**What this task involves**. Write out every record below exactly as it appears.

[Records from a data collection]
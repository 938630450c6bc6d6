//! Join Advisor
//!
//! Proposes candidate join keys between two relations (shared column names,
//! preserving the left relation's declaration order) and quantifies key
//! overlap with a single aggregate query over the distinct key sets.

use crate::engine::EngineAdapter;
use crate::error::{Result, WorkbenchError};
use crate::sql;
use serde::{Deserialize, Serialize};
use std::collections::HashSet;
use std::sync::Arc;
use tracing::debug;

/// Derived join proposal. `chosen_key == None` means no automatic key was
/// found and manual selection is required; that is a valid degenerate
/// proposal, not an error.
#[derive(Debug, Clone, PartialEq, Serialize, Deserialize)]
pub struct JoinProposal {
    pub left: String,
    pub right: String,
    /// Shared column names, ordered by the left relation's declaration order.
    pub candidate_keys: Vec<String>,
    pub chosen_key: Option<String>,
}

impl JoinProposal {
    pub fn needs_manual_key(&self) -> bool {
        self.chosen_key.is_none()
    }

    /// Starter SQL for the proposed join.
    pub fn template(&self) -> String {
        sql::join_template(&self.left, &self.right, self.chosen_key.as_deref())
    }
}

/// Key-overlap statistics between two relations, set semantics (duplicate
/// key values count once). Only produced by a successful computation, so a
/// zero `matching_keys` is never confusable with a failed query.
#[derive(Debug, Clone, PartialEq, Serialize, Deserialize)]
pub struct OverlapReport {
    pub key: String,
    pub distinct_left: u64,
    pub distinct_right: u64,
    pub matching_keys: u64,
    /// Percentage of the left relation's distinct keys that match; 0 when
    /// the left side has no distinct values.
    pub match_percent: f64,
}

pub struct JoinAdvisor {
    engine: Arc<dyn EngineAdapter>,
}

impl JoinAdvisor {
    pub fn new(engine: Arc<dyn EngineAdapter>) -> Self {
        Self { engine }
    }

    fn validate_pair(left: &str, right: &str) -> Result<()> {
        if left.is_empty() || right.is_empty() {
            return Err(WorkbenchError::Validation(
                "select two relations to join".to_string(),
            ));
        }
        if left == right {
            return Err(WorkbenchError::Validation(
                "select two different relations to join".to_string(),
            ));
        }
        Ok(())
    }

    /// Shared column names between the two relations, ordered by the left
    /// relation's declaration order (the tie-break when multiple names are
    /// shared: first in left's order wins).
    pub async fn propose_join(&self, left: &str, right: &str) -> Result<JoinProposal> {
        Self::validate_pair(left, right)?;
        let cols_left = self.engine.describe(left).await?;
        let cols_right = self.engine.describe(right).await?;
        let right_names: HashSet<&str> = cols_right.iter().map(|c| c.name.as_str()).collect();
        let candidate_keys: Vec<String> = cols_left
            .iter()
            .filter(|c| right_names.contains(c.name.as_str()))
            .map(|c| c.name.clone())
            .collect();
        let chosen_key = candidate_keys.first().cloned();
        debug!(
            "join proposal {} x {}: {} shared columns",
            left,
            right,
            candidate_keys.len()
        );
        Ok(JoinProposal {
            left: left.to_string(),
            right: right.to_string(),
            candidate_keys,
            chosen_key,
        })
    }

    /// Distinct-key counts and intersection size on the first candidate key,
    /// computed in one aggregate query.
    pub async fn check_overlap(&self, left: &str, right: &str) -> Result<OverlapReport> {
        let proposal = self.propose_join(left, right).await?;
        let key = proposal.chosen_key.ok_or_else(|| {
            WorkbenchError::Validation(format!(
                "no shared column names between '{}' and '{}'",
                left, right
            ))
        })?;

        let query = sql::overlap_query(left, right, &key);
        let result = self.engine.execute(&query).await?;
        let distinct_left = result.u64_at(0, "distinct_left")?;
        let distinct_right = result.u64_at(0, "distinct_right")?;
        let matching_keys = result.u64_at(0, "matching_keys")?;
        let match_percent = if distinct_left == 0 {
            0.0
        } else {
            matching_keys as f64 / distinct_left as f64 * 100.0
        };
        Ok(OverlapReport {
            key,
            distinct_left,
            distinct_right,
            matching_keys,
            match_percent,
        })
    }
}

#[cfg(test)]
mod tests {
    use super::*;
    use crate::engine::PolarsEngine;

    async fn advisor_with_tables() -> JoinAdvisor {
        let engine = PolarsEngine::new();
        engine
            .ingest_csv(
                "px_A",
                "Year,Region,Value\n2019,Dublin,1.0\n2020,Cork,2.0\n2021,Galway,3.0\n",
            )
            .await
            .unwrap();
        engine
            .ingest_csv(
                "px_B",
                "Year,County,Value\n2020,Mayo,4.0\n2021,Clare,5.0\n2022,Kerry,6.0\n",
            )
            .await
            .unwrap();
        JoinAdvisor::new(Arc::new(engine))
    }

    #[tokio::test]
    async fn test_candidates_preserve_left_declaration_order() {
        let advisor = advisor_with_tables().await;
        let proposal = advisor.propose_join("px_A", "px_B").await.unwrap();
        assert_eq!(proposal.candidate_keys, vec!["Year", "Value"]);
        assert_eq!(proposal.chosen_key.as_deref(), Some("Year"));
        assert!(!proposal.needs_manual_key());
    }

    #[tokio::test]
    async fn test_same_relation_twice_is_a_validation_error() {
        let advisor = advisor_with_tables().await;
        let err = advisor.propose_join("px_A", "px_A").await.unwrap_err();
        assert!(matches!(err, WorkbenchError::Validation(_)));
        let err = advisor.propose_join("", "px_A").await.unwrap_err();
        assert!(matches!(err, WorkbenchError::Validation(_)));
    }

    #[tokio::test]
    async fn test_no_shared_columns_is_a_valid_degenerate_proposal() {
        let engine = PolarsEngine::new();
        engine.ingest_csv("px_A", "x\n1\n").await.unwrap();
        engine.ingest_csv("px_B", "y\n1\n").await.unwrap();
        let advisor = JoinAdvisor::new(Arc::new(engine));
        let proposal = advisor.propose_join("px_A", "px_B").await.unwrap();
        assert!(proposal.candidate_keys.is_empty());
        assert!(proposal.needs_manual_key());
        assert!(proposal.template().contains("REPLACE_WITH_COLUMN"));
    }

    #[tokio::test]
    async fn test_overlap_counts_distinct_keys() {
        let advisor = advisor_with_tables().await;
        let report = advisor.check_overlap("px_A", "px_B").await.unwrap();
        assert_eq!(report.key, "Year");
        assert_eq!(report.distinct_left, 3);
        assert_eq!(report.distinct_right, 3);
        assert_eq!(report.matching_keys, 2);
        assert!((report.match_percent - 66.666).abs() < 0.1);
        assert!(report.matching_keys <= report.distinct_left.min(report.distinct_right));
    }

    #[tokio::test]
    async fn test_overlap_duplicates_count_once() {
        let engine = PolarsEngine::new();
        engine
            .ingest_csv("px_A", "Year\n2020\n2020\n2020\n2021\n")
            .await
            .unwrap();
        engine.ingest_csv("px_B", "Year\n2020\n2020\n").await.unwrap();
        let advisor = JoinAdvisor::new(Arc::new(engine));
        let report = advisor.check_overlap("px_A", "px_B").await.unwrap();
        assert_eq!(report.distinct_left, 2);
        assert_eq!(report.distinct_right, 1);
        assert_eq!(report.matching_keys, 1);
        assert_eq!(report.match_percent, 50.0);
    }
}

**Task result**.
repository 938630450c6bc6d6
//! Join Advisor
//!
//! Proposes candidate join keys between two relations (shared column names,
//! preserving the left relation's declaration order) and quantifies key
//! overlap with a single aggregate query over the distinct key sets.

use crate::engine::EngineAdapter;
use crate::error::{Result, WorkbenchError};
use crate::sql;
use serde::{Deserialize, Serialize};
use std::collections::HashSet;
use std::sync::Arc;
use tracing::debug;

/// Derived join proposal. `chosen_key == None` means no automatic key was
/// found and manual selection is required; that is a valid degenerate
/// proposal, not an error.
#[derive(Debug, Clone, PartialEq, Serialize, Deserialize)]
pub struct JoinProposal {
    pub left: String,
    pub right: String,
    /// Shared column names, ordered by the left relation's declaration order.
    pub candidate_keys: Vec<String>,
    pub chosen_key: Option<String>,
}

impl JoinProposal {
    pub fn needs_manual_key(&self) -> bool {
        self.chosen_key.is_none()
    }

    /// Starter SQL for the proposed join.
    pub fn template(&self) -> String {
        sql::join_template(&self.left, &self.right, self.chosen_key.as_deref())
    }
}

/// Key-overlap statistics between two relations, set semantics (duplicate
/// key values count once). Only produced by a successful computation, so a
/// zero `matching_keys` is never confusable with a failed query.
#[derive(Debug, Clone, PartialEq, Serialize, Deserialize)]
pub struct OverlapReport {
    pub key: String,
    pub distinct_left: u64,
    pub distinct_right: u64,
    pub matching_keys: u64,
    /// Percentage of the left relation's distinct keys that match; 0 when
    /// the left side has no distinct values.
    pub match_percent: f64,
}

pub struct JoinAdvisor {
    engine: Arc<dyn EngineAdapter>,
}

impl JoinAdvisor {
    pub fn new(engine: Arc<dyn EngineAdapter>) -> Self {
        Self { engine }
    }

    fn validate_pair(left: &str, right: &str) -> Result<()> {
        if left.is_empty() || right.is_empty() {
            return Err(WorkbenchError::Validation(
                "select two relations to join".to_string(),
            ));
        }
        if left == right {
            return Err(WorkbenchError::Validation(
                "select two different relations to join".to_string(),
            ));
        }
        Ok(())
    }

    /// Shared column names between the two relations, ordered by the left
    /// relation's declaration order (the tie-break when multiple names are
    /// shared: first in left's order wins).
    pub async fn propose_join(&self, left: &str, right: &str) -> Result<JoinProposal> {
        Self::validate_pair(left, right)?;
        let cols_left = self.engine.describe(left).await?;
        let cols_right = self.engine.describe(right).await?;
        let right_names: HashSet<&str> = cols_right.iter().map(|c| c.name.as_str()).collect();
        let candidate_keys: Vec<String> = cols_left
            .iter()
            .filter(|c| right_names.contains(c.name.as_str()))
            .map(|c| c.name.clone())
            .collect();
        let chosen_key = candidate_keys.first().cloned();
        debug!(
            "join proposal {} x {}: {} shared columns",
            left,
            right,
            candidate_keys.len()
        );
        Ok(JoinProposal {
            left: left.to_string(),
            right: right.to_string(),
            candidate_keys,
            chosen_key,
        })
    }

    /// Distinct-key counts and intersection size on the first candidate key,
    /// computed in one aggregate query.
    pub async fn check_overlap(&self, left: &str, right: &str) -> Result<OverlapReport> {
        let proposal = self.propose_join(left, right).await?;
        let key = proposal.chosen_key.ok_or_else(|| {
            WorkbenchError::Validation(format!(
                "no shared column names between '{}' and '{}'",
                left, right
            ))
        })?;

        let query = sql::overlap_query(left, right, &key);
        let result = self.engine.execute(&query).await?;
        let distinct_left = result.u64_at(0, "distinct_left")?;
        let distinct_right = result.u64_at(0, "distinct_right")?;
        let matching_keys = result.u64_at(0, "matching_keys")?;
        let match_percent = if distinct_left == 0 {
            0.0
        } else {
            matching_keys as f64 / distinct_left as f64 * 100.0
        };
        Ok(OverlapReport {
            key,
            distinct_left,
            distinct_right,
            matching_keys,
            match_percent,
        })
    }
}

#[cfg(test)]
mod tests {
    use super::*;
    use crate::engine::PolarsEngine;

    async fn advisor_with_tables() -> JoinAdvisor {
        let engine = PolarsEngine::new();
        engine
            .ingest_csv(
                "px_A",
                "Year,Region,Value\n2019,Dublin,1.0\n2020,Cork,2.0\n2021,Galway,3.0\n",
            )
            .await
            .unwrap();
        engine
            .ingest_csv(
                "px_B",
                "Year,County,Value\n2020,Mayo,4.0\n2021,Clare,5.0\n2022,Kerry,6.0\n",
            )
            .await
            .unwrap();
        JoinAdvisor::new(Arc::new(engine))
    }

    #[tokio::test]
    async fn test_candidates_preserve_left_declaration_order() {
        let advisor = advisor_with_tables().await;
        let proposal = advisor.propose_join("px_A", "px_B").await.unwrap();
        assert_eq!(proposal.candidate_keys, vec!["Year", "Value"]);
        assert_eq!(proposal.chosen_key.as_deref(), Some("Year"));
        assert!(!proposal.needs_manual_key());
    }

    #[tokio::test]
    async fn test_same_relation_twice_is_a_validation_error() {
        let advisor = advisor_with_tables().await;
        let err = advisor.propose_join("px_A", "px_A").await.unwrap_err();
        assert!(matches!(err, WorkbenchError::Validation(_)));
        let err = advisor.propose_join("", "px_A").await.unwrap_err();
        assert!(matches!(err, WorkbenchError::Validation(_)));
    }

    #[tokio::test]
    async fn test_no_shared_columns_is_a_valid_degenerate_proposal() {
        let engine = PolarsEngine::new();
        engine.ingest_csv("px_A", "x\n1\n").await.unwrap();
        engine.ingest_csv("px_B", "y\n1\n").await.unwrap();
        let advisor = JoinAdvisor::new(Arc::new(engine));
        let proposal = advisor.propose_join("px_A", "px_B").await.unwrap();
        assert!(proposal.candidate_keys.is_empty());
        assert!(proposal.needs_manual_key());
        assert!(proposal.template().contains("REPLACE_WITH_COLUMN"));
    }

    #[tokio::test]
    async fn test_overlap_counts_distinct_keys() {
        let advisor = advisor_with_tables().await;
        let report = advisor.check_overlap("px_A", "px_B").await.unwrap();
        assert_eq!(report.key, "Year");
        assert_eq!(report.distinct_left, 3);
        assert_eq!(report.distinct_right, 3);
        assert_eq!(report.matching_keys, 2);
        assert!((report.match_percent - 66.666).abs() < 0.1);
        assert!(report.matching_keys <= report.distinct_left.min(report.distinct_right));
    }

    #[tokio::test]
    async fn test_overlap_duplicates_count_once() {
        let engine = PolarsEngine::new();
        engine
            .ingest_csv("px_A", "Year\n2020\n2020\n2020\n2021\n")
            .await
            .unwrap();
        engine.ingest_csv("px_B", "Year\n2020\n2020\n").await.unwrap();
        let advisor = JoinAdvisor::new(Arc::new(engine));
        let report = advisor.check_overlap("px_A", "px_B").await.unwrap();
        assert_eq!(report.distinct_left, 2);
        assert_eq!(report.distinct_right, 1);
        assert_eq!(report.matching_keys, 1);
        assert_eq!(report.match_percent, 50.0);
    }
}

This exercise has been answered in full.